***** INPUT DATA
//! Core components, types, and utilities for the trigger-bot.
//!
//! This module contains fundamental building blocks used throughout the application:
//! - Configuration handling and environment variables.
//! - Common types and result handling.

pub mod config;
pub mod types;
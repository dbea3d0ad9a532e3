//! Binary entry point for `trigger-bot`.
//!
//! This module provides the command-line interface for trigger-bot with options
//! for configuration file paths and logging verbosity. It either starts the bot or
//! manages the stored triggers.

use clap::{Parser, Subcommand};
use opentelemetry::trace::TracerProvider;
use opentelemetry_otlp::{Protocol, WithExportConfig};
use tracing_subscriber::{fmt::format::FmtSpan, layer::SubscriberExt, util::SubscriberInitExt};
use trigger_bot::{
    base::{
        config::Config,
        types::{Trigger, TriggerKind, Void},
    },
    engine::store::{LoadOutcome, TriggerStore},
    service::db::DbClient,
};

/// Trigger-bot – answers trigger phrases in Slack with canned responses.
///
/// Configuration can come from `config.toml` or environment variables.
/// The bot watches Slack channels, matches each message against the stored
/// triggers, and sends the matching response to the author, at most once per
/// cooldown window.
#[derive(Parser, Debug)]
#[command(version, author, about, long_about = None)]
struct Args {
    /// Override the config file path (optional).
    ///
    /// By default, the bot will look for a config file at `.hidden/config.toml`
    /// in the current directory.
    #[arg(short, long, global = true)]
    config: Option<std::path::PathBuf>,
    /// Increase log verbosity (-v, -vv, etc.).
    ///
    /// Use multiple times to increase verbosity:
    /// - No flag: INFO level
    /// - -v: DEBUG level
    /// - -vv or more: TRACE level
    #[arg(short, long, action = clap::ArgAction::Count, global = true)]
    verbose: u8,
    /// What to do (defaults to `run`).
    #[command(subcommand)]
    command: Option<Command>,
}

#[derive(Subcommand, Debug)]
enum Command {
    /// Connect to Slack and start answering triggers.
    Run,
    /// Manage the stored triggers.
    ///
    /// A running bot reads the stored triggers once at startup; restart it to pick up changes.
    #[command(subcommand)]
    Trigger(TriggerCommand),
}

/// Printed after a successful write.
const RESTART_NOTICE: &str = "Restart any running trigger-bot to apply the change.";

#[derive(Subcommand, Debug)]
enum TriggerCommand {
    /// Add a new trigger (a running bot sees it after a restart).
    Add {
        /// Unique identifier for the trigger.
        id: String,
        /// The pattern to match messages against.
        pattern: String,
        /// Type of matching to use.
        #[arg(value_enum)]
        kind: TriggerKind,
        /// The response message to send.
        response: String,
    },
    /// Remove a trigger (a running bot drops it after a restart).
    Remove {
        /// ID of the trigger to remove.
        id: String,
    },
    /// List all triggers.
    List,
}

/// Main entry point for the trigger-bot binary.
///
/// Sets up logging based on verbosity, loads configuration, and dispatches the command.
#[tokio::main]
async fn main() -> Void {
    let args = Args::parse();

    // Construct the level filter.

    let level = match args.verbose {
        0 => tracing::Level::INFO,
        1 => tracing::Level::DEBUG,
        _ => tracing::Level::TRACE,
    };

    let level_filter = tracing_subscriber::filter::LevelFilter::from_level(level);

    // Prepare the log layer.

    let stdout = tracing_subscriber::fmt::layer()
        .without_time()
        .with_ansi(true)
        .with_level(true)
        .with_file(false)
        .with_target(false)
        .with_thread_ids(false)
        .with_thread_names(false)
        .with_span_events(FmtSpan::NEW | FmtSpan::CLOSE);

    // Prepare the otlp layer.

    let exporter = opentelemetry_otlp::SpanExporter::builder().with_http().with_protocol(Protocol::HttpBinary).build()?;
    let tracer = opentelemetry_sdk::trace::SdkTracerProvider::builder().with_simple_exporter(exporter).build().tracer("trigger-bot");
    let otel = tracing_opentelemetry::layer().with_tracer(tracer);

    tracing_subscriber::registry().with(otel).with(level_filter).with(stdout).init();

    let config = Config::load(args.config.as_deref())?;

    match args.command.unwrap_or(Command::Run) {
        Command::Run => trigger_bot::start(config).await,
        Command::Trigger(command) => manage_triggers(config, command).await,
    }
}

/// Runs a trigger management command against the configured storage.
async fn manage_triggers(config: Config, command: TriggerCommand) -> Void {
    let db = DbClient::from_config(&config).await?;
    let store = TriggerStore::open(db).await;

    // Writing over an unreadable document would replace it with a near-empty one.
    if let LoadOutcome::Failed(err) = store.load_outcome()
        && !matches!(command, TriggerCommand::List)
    {
        return Err(anyhow::anyhow!("Refusing to modify triggers: {}", err));
    }

    match command {
        TriggerCommand::Add { id, pattern, kind, response } => {
            if store.add(Trigger::new(id.clone(), pattern, kind, response)).await? {
                println!("Trigger `{id}` added successfully!");
                println!("{RESTART_NOTICE}");
            } else {
                println!("Failed to add trigger. A trigger with ID `{id}` already exists.");
            }
        }
        TriggerCommand::Remove { id } => {
            if store.remove(&id).await? {
                println!("Trigger `{id}` removed successfully!");
                println!("{RESTART_NOTICE}");
            } else {
                println!("Failed to remove trigger. No trigger with ID `{id}` found.");
            }
        }
        TriggerCommand::List => {
            let triggers = store.list();

            if triggers.is_empty() {
                println!("No triggers are currently configured.");
            }

            for trigger in triggers {
                println!("ID: `{}`, Type: `{}`, Pattern: `{}`", trigger.id, trigger.kind, trigger.pattern);
            }
        }
    }

    Ok(())
}

// Tests.

#[cfg(test)]
mod tests {
    use clap::CommandFactory;

    use super::*;

    #[test]
    fn test_cli_is_well_formed() {
        Args::command().debug_assert();
    }

    #[test]
    fn test_trigger_writes_mention_restart() {
        let mut command = Args::command();
        let trigger = command.find_subcommand_mut("trigger").unwrap();

        for name in ["add", "remove"] {
            let about = trigger.find_subcommand(name).unwrap().get_about().unwrap().to_string();
            assert!(about.contains("restart"), "`trigger {name}` does not mention a restart");
        }

        let args = Args::try_parse_from(["trigger-bot", "trigger", "add", "greet", "hello", "exact", "Hi!"]).unwrap();
        assert!(matches!(args.command, Some(Command::Trigger(TriggerCommand::Add { kind: TriggerKind::Exact, .. }))));
    }
}
//! Event handling for trigger-bot.
//!
//! Platform listeners convert their events into an [`InboundMessage`](crate::base::types::InboundMessage)
//! and hand it to [`message::handle_message`].

pub mod message;
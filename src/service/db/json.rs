//! JSON document backend: `{ "triggers": [...] }` on the local filesystem.

use std::{
    io::ErrorKind,
    path::PathBuf,
    sync::Arc,
};

use anyhow::Context;
use async_trait::async_trait;
use tracing::{debug, instrument};

use crate::base::types::{Res, Trigger, TriggerDocument, Void};

use super::{DbClient, GenericTriggerDb};

impl DbClient {
    /// Creates a client backed by the JSON document at `path`.
    pub fn json_file(path: impl Into<PathBuf>) -> Self {
        Self::new(Arc::new(JsonFileTriggerDb::new(path)))
    }
}

/// Stores the trigger set as a single pretty-printed JSON document.
///
/// Writes go to a sibling temp file which is then renamed over the document, so a crash
/// mid-write never leaves a truncated file behind.
#[derive(Debug, Clone)]
pub struct JsonFileTriggerDb {
    path: PathBuf,
}

impl JsonFileTriggerDb {
    pub fn new(path: impl Into<PathBuf>) -> Self {
        Self { path: path.into() }
    }

    fn temp_path(&self) -> PathBuf {
        let mut name = self.path.file_name().map(|n| n.to_os_string()).unwrap_or_else(|| "triggers.json".into());
        name.push(".tmp");
        self.path.with_file_name(name)
    }
}

#[async_trait]
impl GenericTriggerDb for JsonFileTriggerDb {
    #[instrument(skip(self), fields(path = %self.path.display()))]
    async fn load_triggers(&self) -> Res<Option<Vec<Trigger>>> {
        let raw = match tokio::fs::read_to_string(&self.path).await {
            Ok(raw) => raw,
            Err(e) if e.kind() == ErrorKind::NotFound => return Ok(None),
            Err(e) => return Err(e).with_context(|| format!("Failed to read `{}`", self.path.display())),
        };

        let document: TriggerDocument = serde_json::from_str(&raw).with_context(|| format!("Failed to parse `{}`", self.path.display()))?;

        debug!("Read {} triggers.", document.triggers.len());

        Ok(Some(document.triggers))
    }

    #[instrument(skip_all, fields(path = %self.path.display(), count = triggers.len()))]
    async fn save_triggers(&self, triggers: &[Trigger]) -> Void {
        let document = TriggerDocument { triggers: triggers.to_vec() };
        let json = serde_json::to_string_pretty(&document)?;

        let temp = self.temp_path();

        tokio::fs::write(&temp, json).await.with_context(|| format!("Failed to write `{}`", temp.display()))?;
        tokio::fs::rename(&temp, &self.path).await.with_context(|| format!("Failed to replace `{}`", self.path.display()))?;

        Ok(())
    }
}

// Tests.

#[cfg(test)]
mod tests {
    use super::*;
    use crate::base::types::TriggerKind;

    #[tokio::test]
    async fn test_missing_file_is_none() {
        let dir = tempfile::tempdir().unwrap();
        let db = JsonFileTriggerDb::new(dir.path().join("triggers.json"));

        assert!(db.load_triggers().await.unwrap().is_none());
    }

    #[tokio::test]
    async fn test_save_then_load() {
        let dir = tempfile::tempdir().unwrap();
        let db = JsonFileTriggerDb::new(dir.path().join("triggers.json"));

        let triggers = vec![
            Trigger::new("greet", "hello", TriggerKind::Exact, "Hi!"),
            Trigger::new("help", "^help", TriggerKind::Regex, "Read the docs."),
        ];

        db.save_triggers(&triggers).await.unwrap();

        let loaded = db.load_triggers().await.unwrap().unwrap();
        assert_eq!(loaded, triggers);
        assert!(!db.temp_path().exists());
    }

    #[tokio::test]
    async fn test_written_shape() {
        let dir = tempfile::tempdir().unwrap();
        let path = dir.path().join("triggers.json");
        let db = JsonFileTriggerDb::new(&path);

        db.save_triggers(&[Trigger::new("greet", "hello", TriggerKind::Fuzzy, "Hi!")]).await.unwrap();

        let value: serde_json::Value = serde_json::from_str(&std::fs::read_to_string(&path).unwrap()).unwrap();
        assert_eq!(value["triggers"][0]["id"], "greet");
        assert_eq!(value["triggers"][0]["type"], "fuzzy");
    }

    #[tokio::test]
    async fn test_malformed_file_is_error() {
        let dir = tempfile::tempdir().unwrap();
        let path = dir.path().join("triggers.json");
        std::fs::write(&path, "{ not json").unwrap();

        let db = JsonFileTriggerDb::new(&path);

        assert!(db.load_triggers().await.is_err());
    }

    #[tokio::test]
    async fn test_save_into_missing_directory_is_error() {
        let dir = tempfile::tempdir().unwrap();
        let db = JsonFileTriggerDb::new(dir.path().join("nope").join("triggers.json"));

        assert!(db.save_triggers(&[]).await.is_err());
    }
}
//! SurrealDB backend for the trigger set.

use std::sync::Arc;

use async_trait::async_trait;
use surrealdb::{
    Surreal,
    engine::any::{self, Any},
    opt::auth::Root,
};
use tracing::{info, instrument};

use crate::base::{
    config::Config,
    types::{Res, Trigger, TriggerDocument, Void},
};

use super::{DbClient, GenericTriggerDb};

/// The single record that holds the trigger set.
const TRIGGER_SET: (&str, &str) = ("trigger_set", "default");

impl DbClient {
    /// Creates a SurrealDB client from the configured endpoint.
    pub async fn surreal(config: &Config) -> Res<Self> {
        let endpoint = config.db_endpoint.as_deref().ok_or_else(|| anyhow::anyhow!("No database endpoint configured."))?;
        let client = SurrealTriggerDb::connect(endpoint, config).await?;

        Ok(Self::new(Arc::new(client)))
    }

    /// Creates an in-memory SurrealDB client.
    pub async fn surreal_memory() -> Res<Self> {
        let client = SurrealTriggerDb::connect("mem://", &Config::default()).await?;

        Ok(Self::new(Arc::new(client)))
    }
}

/// Stores the trigger set as one record in SurrealDB.
#[derive(Clone)]
pub struct SurrealTriggerDb {
    db: Surreal<Any>,
}

impl SurrealTriggerDb {
    /// Connect, sign in when credentials are configured, and select the namespace and database.
    #[instrument(skip(config))]
    pub async fn connect(endpoint: &str, config: &Config) -> Res<Self> {
        let db = any::connect(endpoint).await?;

        if let (Some(username), Some(password)) = (&config.db_username, &config.db_password) {
            db.signin(Root { username, password }).await?;
        }

        db.use_ns(&config.db_namespace).use_db(&config.db_database).await?;

        info!("Database initialized successfully.");

        Ok(Self { db })
    }
}

#[async_trait]
impl GenericTriggerDb for SurrealTriggerDb {
    #[instrument(skip(self))]
    async fn load_triggers(&self) -> Res<Option<Vec<Trigger>>> {
        let document: Option<TriggerDocument> = self.db.select(TRIGGER_SET).await?;

        Ok(document.map(|d| d.triggers))
    }

    #[instrument(skip_all, fields(count = triggers.len()))]
    async fn save_triggers(&self, triggers: &[Trigger]) -> Void {
        let document = TriggerDocument { triggers: triggers.to_vec() };

        let _: Option<TriggerDocument> = self.db.upsert(TRIGGER_SET).content(document).await?;

        Ok(())
    }
}

// Tests.

#[cfg(test)]
mod tests {
    use super::*;
    use crate::base::types::TriggerKind;

    #[tokio::test]
    async fn test_memory_round_trip() {
        let db = DbClient::surreal_memory().await.unwrap();

        assert!(db.load_triggers().await.unwrap().is_none());

        let triggers = vec![Trigger::new("greet", "hello", TriggerKind::Exact, "Hi!")];
        db.save_triggers(&triggers).await.unwrap();
        assert_eq!(db.load_triggers().await.unwrap().unwrap(), triggers);

        db.save_triggers(&[]).await.unwrap();
        assert!(db.load_triggers().await.unwrap().unwrap().is_empty());
    }
}
pub mod slack;

use std::{ops::Deref, sync::Arc};

use async_trait::async_trait;

use crate::{base::types::Void, runtime::Runtime};

// Traits.

/// Generic "chat" trait that clients must implement.
///
/// This is everything the bot needs from a chat platform: a listener to start, and the three
/// ways of getting a response to a user that the dispatcher falls back through.
#[async_trait]
pub trait GenericChatClient: Send + Sync + 'static {
    /// Start the chat client listener.
    ///
    /// This sets up event listeners for the chat platform and hands incoming
    /// messages to the pipeline, together with the given runtime.
    async fn start(&self, runtime: Runtime) -> Void;

    /// Send a direct message to a user.
    async fn send_direct_message(&self, user_id: &str, text: &str) -> Void;

    /// Post a message only the given user can see, in a thread on the given message.
    ///
    /// The thread name is a hint for platforms that name their threads.
    async fn send_private_thread_message(&self, channel_id: &str, message_id: &str, user_id: &str, thread_name: &str, text: &str) -> Void;

    /// Reply publicly to a message in its channel.
    async fn send_public_reply(&self, channel_id: &str, message_id: &str, text: &str) -> Void;
}

// Structs.

/// Chat client for the application.
///
/// It is designed to be trivially cloneable, allowing it to be passed around
/// without the need for `Arc` or `Mutex`.
#[derive(Clone)]
pub struct ChatClient {
    inner: Arc<dyn GenericChatClient>,
}

impl Deref for ChatClient {
    type Target = dyn GenericChatClient;

    fn deref(&self) -> &Self::Target {
        &*self.inner
    }
}

impl ChatClient {
    pub fn new(inner: Arc<dyn GenericChatClient>) -> Self {
        Self { inner }
    }
}
//! Matching strategies for triggers.
//!
//! A [`Matcher`] is built once per trigger when the trigger enters the store, so regular
//! expressions are compiled a single time. Matching itself is pure.

use regex::{Regex, RegexBuilder};
use thiserror::Error;

use crate::base::types::{Trigger, TriggerKind};

/// A trigger pattern that could not be evaluated.
#[derive(Debug, Clone, PartialEq, Eq, Error)]
pub enum PatternError {
    #[error("trigger `{trigger_id}` has an invalid regex pattern `{pattern}`: {reason}")]
    InvalidRegex { trigger_id: String, pattern: String, reason: String },
}

/// A compiled, ready-to-evaluate pattern.
#[derive(Debug, Clone)]
pub enum Matcher {
    /// Lowercased pattern, compared against the lowercased input.
    Exact(String),
    /// Compiled case-insensitive expression, or the compile error to report.
    ///
    /// The `regex` crate has no lookaround and no backreferences, so patterns such as
    /// `(?=...)` or `(a)\1` fail to compile and never match.
    Regex(Result<Regex, PatternError>),
    /// Lowercased pattern words.
    Fuzzy(Vec<String>),
}

impl Matcher {
    /// Build the matcher for a trigger.
    pub fn for_trigger(trigger: &Trigger) -> Self {
        match trigger.kind {
            TriggerKind::Exact => Matcher::Exact(trigger.pattern.to_lowercase()),
            TriggerKind::Regex => {
                let compiled = RegexBuilder::new(&trigger.pattern).case_insensitive(true).build().map_err(|e| PatternError::InvalidRegex {
                    trigger_id: trigger.id.clone(),
                    pattern: trigger.pattern.clone(),
                    reason: e.to_string(),
                });

                Matcher::Regex(compiled)
            }
            TriggerKind::Fuzzy => Matcher::Fuzzy(words(&trigger.pattern)),
        }
    }

    /// Evaluate the input.
    ///
    /// An invalid regular expression is an error here, and never a panic; callers treat it as
    /// a non-match.
    pub fn matches(&self, input: &str) -> Result<bool, PatternError> {
        match self {
            Matcher::Exact(pattern) => Ok(input.to_lowercase() == *pattern),
            Matcher::Regex(Ok(regex)) => Ok(regex.is_match(input)),
            Matcher::Regex(Err(err)) => Err(err.clone()),
            Matcher::Fuzzy(pattern_words) => Ok(fuzzy_matches(pattern_words, &words(input))),
        }
    }
}

/// Lowercased whitespace-delimited words.
fn words(text: &str) -> Vec<String> {
    text.to_lowercase().split_whitespace().map(str::to_string).collect()
}

/// Every pattern word must be a substring of at least one input word.
fn fuzzy_matches(pattern_words: &[String], input_words: &[String]) -> bool {
    pattern_words.iter().all(|p| input_words.iter().any(|w| w.contains(p.as_str())))
}

// Tests.
//! Service integrations for external APIs and clients.
//!
//! This module contains implementations for the services used by the trigger-bot:
//! - Chat services (e.g., Slack)
//! - Trigger persistence (a JSON file or SurrealDB)
//!
//! Each service module defines both generic traits and concrete implementations,
//! allowing for extensibility and easy testing.

pub mod chat;
pub mod db;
**********
=== REQUIREMENT ===
Which lines in the records above contain the string "running"? Copy each one.

=== RESPONSE BOX ===
    /// A running bot reads the stored triggers once at startup; restart it to pick up changes.
const RESTART_NOTICE: &str = "Restart any running trigger-bot to apply the change.";
    /// Add a new trigger (a running bot sees it after a restart).
    /// Remove a trigger (a running bot drops it after a restart).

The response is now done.